Rising

I couldn’t tell you where it started, this thing with Bruce and I. Perhaps it was the thundercrack, the twelve-gun salute from Mighty Max Weinberg which counts off Born In The USA. Maybe it was the hundreds of listens I gave to my dad’s tape of Nebraska, played on rotation in the flats and houses he lived in while he and my mum lived separate lives. It may even have been a clip of the E Street Band in full flight in 1975, blasting through Rosalita at the Hammersmith Odeon, which seemed to always be playing on the Old Grey Whistle Test. You know, the one with that ridiculous hat.
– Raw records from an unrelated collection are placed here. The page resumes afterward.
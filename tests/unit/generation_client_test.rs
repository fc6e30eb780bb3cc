//! HTTP contract tests for the generation client against a mock endpoint.

use std::time::Duration;

use serde_json::json;
use sitewright::services::generation_client::{generate_with_timeout, GenerationClient, HttpGenerationClient};
use sitewright::types::artifact::Artifact;
use sitewright::types::errors::GenerationError;
use sitewright::types::settings::GenerationSettings;
use wiremock::matchers::{body_json, header, method, path};
use wiremock::{Mock, MockServer, ResponseTemplate};

fn client_for(server: &MockServer, timeout: Duration) -> HttpGenerationClient {
    HttpGenerationClient::new(&format!("{}/api/generate", server.uri()), timeout).unwrap()
}

#[tokio::test]
async fn test_posts_description_and_parses_code() {
    let server = MockServer::start().await;
    Mock::given(method("POST"))
        .and(path("/api/generate"))
        .and(header("content-type", "application/json"))
        .and(body_json(json!({"description": "A bakery site"})))
        .respond_with(ResponseTemplate::new(200).set_body_json(json!({
            "html": "<h1>Bakery</h1>",
            "css": "h1{}",
            "js": "console.log(1)"
        })))
        .expect(1)
        .mount(&server)
        .await;

    let client = client_for(&server, Duration::from_secs(5));
    let code = client.generate("A bakery site").await.unwrap();

    assert_eq!(
        Artifact::from(code),
        Artifact::new("<h1>Bakery</h1>", "h1{}", "console.log(1)")
    );
}

#[tokio::test]
async fn test_missing_fields_become_empty() {
    let server = MockServer::start().await;
    Mock::given(method("POST"))
        .respond_with(ResponseTemplate::new(200).set_body_json(json!({"html": "<p>only</p>"})))
        .mount(&server)
        .await;

    let client = client_for(&server, Duration::from_secs(5));
    let artifact = Artifact::from(client.generate("x").await.unwrap());

    assert_eq!(artifact, Artifact::new("<p>only</p>", "", ""));
}

#[tokio::test]
async fn test_extra_fields_are_ignored() {
    let server = MockServer::start().await;
    Mock::given(method("POST"))
        .respond_with(ResponseTemplate::new(200).set_body_json(json!({
            "html": "<p>a</p>", "css": "", "js": "", "model": "whatever"
        })))
        .mount(&server)
        .await;

    let client = client_for(&server, Duration::from_secs(5));
    assert!(client.generate("x").await.is_ok());
}

#[tokio::test]
async fn test_non_success_status_is_an_error() {
    let server = MockServer::start().await;
    Mock::given(method("POST"))
        .respond_with(ResponseTemplate::new(500).set_body_string("boom"))
        .mount(&server)
        .await;

    let client = client_for(&server, Duration::from_secs(5));
    let err = client.generate("x").await.unwrap_err();

    assert!(matches!(err, GenerationError::Status(500)));
}

#[tokio::test]
async fn test_non_json_body_is_malformed() {
    let server = MockServer::start().await;
    Mock::given(method("POST"))
        .respond_with(ResponseTemplate::new(200).set_body_string("<html>oops</html>"))
        .mount(&server)
        .await;

    let client = client_for(&server, Duration::from_secs(5));
    let err = client.generate("x").await.unwrap_err();

    assert!(matches!(err, GenerationError::MalformedPayload(_)));
}

#[tokio::test]
async fn test_slow_endpoint_times_out() {
    let server = MockServer::start().await;
    Mock::given(method("POST"))
        .respond_with(
            ResponseTemplate::new(200)
                .set_body_json(json!({"html": "late"}))
                .set_delay(Duration::from_secs(3)),
        )
        .mount(&server)
        .await;

    let client = client_for(&server, Duration::from_secs(10));
    let err = generate_with_timeout(&client, "x", Duration::from_millis(100))
        .await
        .unwrap_err();

    assert!(matches!(err, GenerationError::Timeout(d) if d == Duration::from_millis(100)));
}

#[test]
fn test_from_settings_uses_configured_endpoint() {
    let settings = GenerationSettings {
        endpoint: "http://localhost:8080/gen".into(),
        timeout_secs: 12,
    };
    let client = HttpGenerationClient::from_settings(&settings).unwrap();
    assert_eq!(client.endpoint(), "http://localhost:8080/gen");
}
use serde::{Deserialize, Serialize};

use super::artifact::Artifact;

/// Request body sent to the generation endpoint.
#[derive(Debug, Clone, Serialize, Deserialize)]
pub struct GenerationRequest {
    pub description: String,
}

/// Response body of the generation endpoint. Every field is optional.
#[derive(Debug, Clone, Default, Serialize, Deserialize)]
pub struct GeneratedCode {
    #[serde(default)]
    pub html: Option<String>,
    #[serde(default)]
    pub css: Option<String>,
    #[serde(default)]
    pub js: Option<String>,
}

impl From<GeneratedCode> for Artifact {
    fn from(code: GeneratedCode) -> Self {
        Artifact {
            html: code.html.unwrap_or_default(),
            css: code.css.unwrap_or_default(),
            js: code.js.unwrap_or_default(),
        }
    }
}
On reflection, it was probably that clip which did it for me. It can’t be a coincidence that the first Bruce record I bought with my own money wasn’t a recent release—it was his second album, The Wild, The Innocent And The E Street Shuffle, from which Rosalita came. That manic mix of rock, soul, funk and jazz still makes my heart beat a little faster to this day.

Play The Wild… to people who perhaps only know Bruce from the 1984 rocket ride which put his face on every TV screen. From the woozy tune-up that starts up The E Street Shuffle to the gorgeous swooning outro of New York City Serenade, you’ll have difficulty in persuading them that this is the same man cocking his ass-pocket from the cover of Born In The USA — and to an extent, the same band backing him. It struts, it spins. The lyrics are a mad tumble of clashing metaphors and lurid imagery, crashing down on the listener with the same urgency and energy as an Atlantic storm making landfall on the New Jersey shore.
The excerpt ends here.